Результат интеллектуальной деятельности: Способ получения коллагенового геля для использования в медицине и косметологии

Изобретение относится к способам получения биополимерных матриц на основе коллагена, используемых в регенеративной медицине при создании эквивалентов кожи. Также изобретение может использоваться в косметической промышленности.

Коллаген - один из наиболее распространенных природных материалов, на основе которых получают скаффолды [1].

Разработка скаффолдов и эквивалентов кожи на их основе связано, прежде всего, с необходимостью повышения эффективности лечения ожогов, хронических ран, а также реэпителизации больших площадей поврежденного кожного покрова при хирургических операциях [2]. Наиболее распространенным методом создания модели кожи invitro является использование гидрогелей, служащих каркасом для дермальных фибробластов, которые затем культивируются совместно с кератиноцитами на поверхности. Коллаген I типа часто служит в качестве гидрогелевого материала, а клетки дермальных фибробластов обычно распределяются внутри коллагенового геля для имитации дермального слоя [3, 4].

Многие косметические коллагенсодержащие продукты были разработаны для повышения эластичности кожи, а также для укрепления ногтей и волос [5, 6]. Одно из свойств коллагена, определяющее его широкое использование в качестве сырья в косметике, постулируется его способностью, а точнее, способностью продуктов его распада, стимулировать выработку собственного коллагена кожей.

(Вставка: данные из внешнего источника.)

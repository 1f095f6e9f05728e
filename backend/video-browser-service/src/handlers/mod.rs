/// HTTP handlers for the video browser
///
/// This module contains handlers for:
/// - Pages: the bucket listing and the playback page
/// - Health: liveness probe
pub mod health;
pub mod pages;

use actix_web::web;

pub use health::health;
pub use pages::{index, play};

/// Register every route on an app or test service
pub fn configure(cfg: &mut web::ServiceConfig) {
    cfg.route("/", web::get().to(index))
        .route("/play/{object_name:.*}", web::get().to(play))
        .route("/api/v1/health", web::get().to(health));
}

Коллаген входит в состав многих кремов, гелей, масок, шампуней в качестве питательного и увлажняющего ингредиента. Эффективность вышеперечисленных косметических средств в основном обусловлена тем, что коллаген образует пленку, которая уменьшает трансэпидермальную потерю воды, тем самым увеличивая содержание влаги в роговом слое кожи [7, 8].

В настоящее время в научной литературе отечественными и зарубежными авторами представлен ряд методов по получению коллагена из из различного сырья. Данные методы также отличаются скоростью изготовления конечного продукта, его концентрации, а также необходимыми при этом материалами и оборудованием [9, 10, 11, 12, 13].

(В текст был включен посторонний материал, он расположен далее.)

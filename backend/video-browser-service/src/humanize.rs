/// Display formatting for object sizes and timestamps
///
/// Byte sizes use SI units ("82 MB"); times are relative to a reference
/// instant ("3 hours ago", "2 days from now").
use chrono::{DateTime, Duration, Utc};

const SI_SUFFIXES: [&str; 7] = ["B", "kB", "MB", "GB", "TB", "PB", "EB"];

/// Format a byte count with SI prefixes
pub fn human_bytes(size: u64) -> String {
    if size < 10 {
        return format!("{size} B");
    }

    let mut exp = 0;
    let mut scaled = size;
    while scaled >= 1000 && exp < SI_SUFFIXES.len() - 1 {
        scaled /= 1000;
        exp += 1;
    }

    let value = (size as f64 / 1000f64.powi(exp as i32) * 10.0 + 0.5).floor() / 10.0;

    if value < 10.0 {
        format!("{value:.1} {}", SI_SUFFIXES[exp])
    } else {
        format!("{value:.0} {}", SI_SUFFIXES[exp])
    }
}

struct Magnitude {
    below: Duration,
    format: &'static str,
    unit: Option<Duration>,
}

const fn fixed(below: Duration, format: &'static str) -> Magnitude {
    Magnitude {
        below,
        format,
        unit: None,
    }
}

const fn counted(below: Duration, format: &'static str, unit: Duration) -> Magnitude {
    Magnitude {
        below,
        format,
        unit: Some(unit),
    }
}

fn magnitudes() -> [Magnitude; 16] {
    let second = Duration::seconds(1);
    let minute = Duration::minutes(1);
    let hour = Duration::hours(1);
    let day = Duration::days(1);
    let week = Duration::days(7);
    let month = Duration::days(30);
    let year = Duration::days(360);

    [
        fixed(second, "now"),
        fixed(second * 2, "1 second"),
        counted(minute, "{} seconds", second),
        fixed(minute * 2, "1 minute"),
        counted(hour, "{} minutes", minute),
        fixed(hour * 2, "1 hour"),
        counted(day, "{} hours", hour),
        fixed(day * 2, "1 day"),
        counted(week, "{} days", day),
        fixed(week * 2, "1 week"),
        counted(month, "{} weeks", week),
        fixed(month * 2, "1 month"),
        counted(year, "{} months", month),
        fixed(month * 18, "1 year"),
        fixed(year * 2, "2 years"),
        counted(year * 37, "{} years", year),
    ]
}

/// Describe `then` relative to `now`
pub fn relative_time(then: DateTime<Utc>, now: DateTime<Utc>) -> String {
    let (diff, label) = if then > now {
        (then - now, "from now")
    } else {
        (now - then, "ago")
    };

    let Some(magnitude) = magnitudes().into_iter().find(|m| diff < m.below) else {
        return format!("a long while {label}");
    };

    if magnitude.format == "now" {
        return "now".to_string();
    }

    let text = match magnitude.unit {
        Some(unit) => {
            let count = diff.num_milliseconds() / unit.num_milliseconds();
            magnitude.format.replace("{}", &count.to_string())
        }
        None => magnitude.format.to_string(),
    };

    format!("{text} {label}")
}

/// Relative time for an RFC 3339 string; unparseable input is shown as "now"
pub fn human_time(input: &str, now: DateTime<Utc>) -> String {
    match DateTime::parse_from_rfc3339(input) {
        Ok(parsed) => relative_time(parsed.with_timezone(&Utc), now),
        Err(e) => {
            tracing::warn!(input_time = %input, error = %e, "Could not parse timestamp");
            relative_time(now, now)
        }
    }
}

Так, например известен способ получения коллагена (патент RU 2273489) из костной ткани, включающий очистку, обработку ферментом папаином и раствором щелочи, нейтрализацию, обезжиривание, деминерализацию и высушивание, отличающийся тем, что после очистки кость распиливают на пластины толщиной от 0,1 до 2,0 см, промывают раствором 0,1 М фосфатного буфера с рН 5,8-6,0, переваривают в растворе активированного 0,125-0,325% папаина при 60°С в течение 24 ч, пластины промывают 5-ю объемами воды при 60°С, обрабатывают при комнатной температуре в течение 10-24 ч раствором 0,4 Н щелочи, отмывают проточной водой, обрабатывают 3%-ной перекисью водорода в течение 4 ч, затем обезжиривают в смеси этанол: хлороформ в соотношении 1:2, меняя раствор на новый не менее 2 раз, проводят декальцинацию в 0,5-1,0 Н соляной кислоте, отмывают водой очищенной, затем этанолом и высушивают при комнатной температуре, фасуют и стерилизуют радиационным облучением.

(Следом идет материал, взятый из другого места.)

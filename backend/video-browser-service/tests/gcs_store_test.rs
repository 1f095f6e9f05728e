use std::sync::OnceLock;

use rsa::pkcs8::{EncodePrivateKey, LineEnding};
use rsa::RsaPrivateKey;
use serde_json::json;
use wiremock::matchers::{body_string_contains, header, method, path, query_param};
use wiremock::{Mock, MockServer, ResponseTemplate};

use video_browser_service::storage::{
    GcsObjectStore, ObjectStore, ServiceAccountKey, StorageError, TokenProvider, TokenSource,
};

fn private_key_pem() -> &'static str {
    static PEM: OnceLock<String> = OnceLock::new();
    PEM.get_or_init(|| {
        let key = RsaPrivateKey::new(&mut rand::thread_rng(), 2048).unwrap();
        key.to_pkcs8_pem(LineEnding::LF).unwrap().to_string()
    })
}

fn service_account(token_uri: String) -> ServiceAccountKey {
    let pem = private_key_pem();

    ServiceAccountKey::from_json(
        &json!({
            "type": "service_account",
            "client_email": "reader@example.iam.gserviceaccount.com",
            "private_key": pem,
            "token_uri": token_uri,
        })
        .to_string(),
    )
    .unwrap()
}

async fn mount_token_endpoint(server: &MockServer, expected_calls: u64) {
    Mock::given(method("POST"))
        .and(path("/token"))
        .and(body_string_contains("grant_type=urn%3Aietf%3Aparams%3Aoauth%3Agrant-type%3Ajwt-bearer"))
        .respond_with(ResponseTemplate::new(200).set_body_json(json!({
            "access_token": "test-token",
            "expires_in": 3599,
            "token_type": "Bearer"
        })))
        .expect(expected_calls)
        .mount(server)
        .await;
}

fn store(server: &MockServer) -> GcsObjectStore {
    let http_client = reqwest::Client::new();
    let key = service_account(format!("{}/token", server.uri()));
    GcsObjectStore::new(
        format!("{}/storage/v1", server.uri()),
        http_client.clone(),
        TokenProvider::new(TokenSource::ServiceAccount(key), http_client),
    )
}

#[tokio::test]
async fn test_list_objects_follows_pagination() {
    let server = MockServer::start().await;
    mount_token_endpoint(&server, 1).await;

    Mock::given(method("GET"))
        .and(path("/storage/v1/b/videos.example.com/o"))
        .and(query_param("pageToken", "page-2"))
        .and(header("authorization", "Bearer test-token"))
        .respond_with(ResponseTemplate::new(200).set_body_json(json!({
            "kind": "storage#objects",
            "items": [
                {"name": "c.mp4", "updated": "2023-03-01T00:00:00.000Z", "size": "3"}
            ]
        })))
        .mount(&server)
        .await;

    Mock::given(method("GET"))
        .and(path("/storage/v1/b/videos.example.com/o"))
        .and(header("authorization", "Bearer test-token"))
        .respond_with(ResponseTemplate::new(200).set_body_json(json!({
            "kind": "storage#objects",
            "nextPageToken": "page-2",
            "items": [
                {"name": "a.mp4", "updated": "2023-01-01T00:00:00.000Z", "size": "1"},
                {"name": "b.txt", "updated": "2023-02-01T00:00:00.000Z", "size": "2"}
            ]
        })))
        .mount(&server)
        .await;

    let objects = store(&server).list_objects("videos.example.com").await.unwrap();
    let names: Vec<_> = objects.iter().map(|o| o.name.as_str()).collect();
    assert_eq!(names, vec!["a.mp4", "b.txt", "c.mp4"]);
    assert_eq!(objects[2].size, 3);
}

#[tokio::test]
async fn test_get_object_encodes_name() {
    let server = MockServer::start().await;
    mount_token_endpoint(&server, 1).await;

    Mock::given(method("GET"))
        .and(path("/storage/v1/b/videos.example.com/o/trips%2Fday%20one.mp4"))
        .respond_with(ResponseTemplate::new(200).set_body_json(json!({
            "name": "trips/day one.mp4",
            "updated": "2023-01-01T00:00:00.000Z",
            "size": "42",
            "contentType": "video/mp4"
        })))
        .mount(&server)
        .await;

    let object = store(&server)
        .get_object("videos.example.com", "trips/day one.mp4")
        .await
        .unwrap();
    assert_eq!(object.name, "trips/day one.mp4");
    assert_eq!(object.size, 42);
    assert_eq!(object.content_type.as_deref(), Some("video/mp4"));
}

#[tokio::test]
async fn test_get_missing_object_is_not_found() {
    let server = MockServer::start().await;
    mount_token_endpoint(&server, 1).await;

    Mock::given(method("GET"))
        .and(path("/storage/v1/b/videos.example.com/o/missing.mp4"))
        .respond_with(ResponseTemplate::new(404).set_body_string("No such object"))
        .mount(&server)
        .await;

    let err = store(&server)
        .get_object("videos.example.com", "missing.mp4")
        .await
        .unwrap_err();
    assert!(matches!(err, StorageError::NotFound(_)));
}

#[tokio::test]
async fn test_server_error_carries_status() {
    let server = MockServer::start().await;
    mount_token_endpoint(&server, 1).await;

    Mock::given(method("GET"))
        .and(path("/storage/v1/b/videos.example.com/o"))
        .respond_with(ResponseTemplate::new(503).set_body_string("backend unavailable"))
        .mount(&server)
        .await;

    let err = store(&server)
        .list_objects("videos.example.com")
        .await
        .unwrap_err();
    match err {
        StorageError::Api { status, message } => {
            assert_eq!(status, 503);
            assert_eq!(message, "backend unavailable");
        }
        other => panic!("unexpected error: {other:?}"),
    }
}

#[tokio::test]
async fn test_access_token_is_cached_between_calls() {
    let server = MockServer::start().await;
    mount_token_endpoint(&server, 1).await;

    Mock::given(method("GET"))
        .and(path("/storage/v1/b/videos.example.com/o"))
        .respond_with(ResponseTemplate::new(200).set_body_json(json!({"kind": "storage#objects"})))
        .expect(2)
        .mount(&server)
        .await;

    let store = store(&server);
    assert!(store.list_objects("videos.example.com").await.unwrap().is_empty());
    assert!(store.list_objects("videos.example.com").await.unwrap().is_empty());
}

#[tokio::test]
async fn test_rejected_token_request_fails_listing() {
    let server = MockServer::start().await;

    Mock::given(method("POST"))
        .and(path("/token"))
        .respond_with(ResponseTemplate::new(400).set_body_json(json!({"error": "invalid_grant"})))
        .mount(&server)
        .await;

    let err = store(&server)
        .list_objects("videos.example.com")
        .await
        .unwrap_err();
    assert!(matches!(err, StorageError::Auth(_)));
}

#[tokio::test]
async fn test_metadata_server_token() {
    let server = MockServer::start().await;

    Mock::given(method("GET"))
        .and(path("/computeMetadata/v1/instance/service-accounts/default/token"))
        .and(header("metadata-flavor", "Google"))
        .respond_with(ResponseTemplate::new(200).set_body_json(json!({
            "access_token": "metadata-token",
            "expires_in": 1800
        })))
        .mount(&server)
        .await;

    let provider = TokenProvider::new(
        TokenSource::MetadataServer {
            url: format!(
                "{}/computeMetadata/v1/instance/service-accounts/default/token",
                server.uri()
            ),
        },
        reqwest::Client::new(),
    );

    assert_eq!(provider.access_token().await.unwrap(), "metadata-token");
}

Недостатком данного способа является использование при получении коллагена ферментов, что увеличивает стоимость методики и приводит к разрушению функциональных участков молекулы коллагена.

Известен способ получения коллагена из отходов кожевенного производства, включающий промывку водой, гидротермообработку, золение и нейтрализацию, отличающийся тем, что перед термообработкой проводят обессоливание 0,1-0,5%-ным раствором серной кислоты, а гидротермообработку осуществляют в течение 10-15 мин в 2-3%-ном пероксиде водорода, золение в течение 8-10 ч раствором едкого натра 2,0-2,5%-ной концентрации, с последующей промывкой в проточной воде, нейтрализацией среды ледяной уксусной кислотой до рН 7,0, измельчением, гомогенизацией и консервацией.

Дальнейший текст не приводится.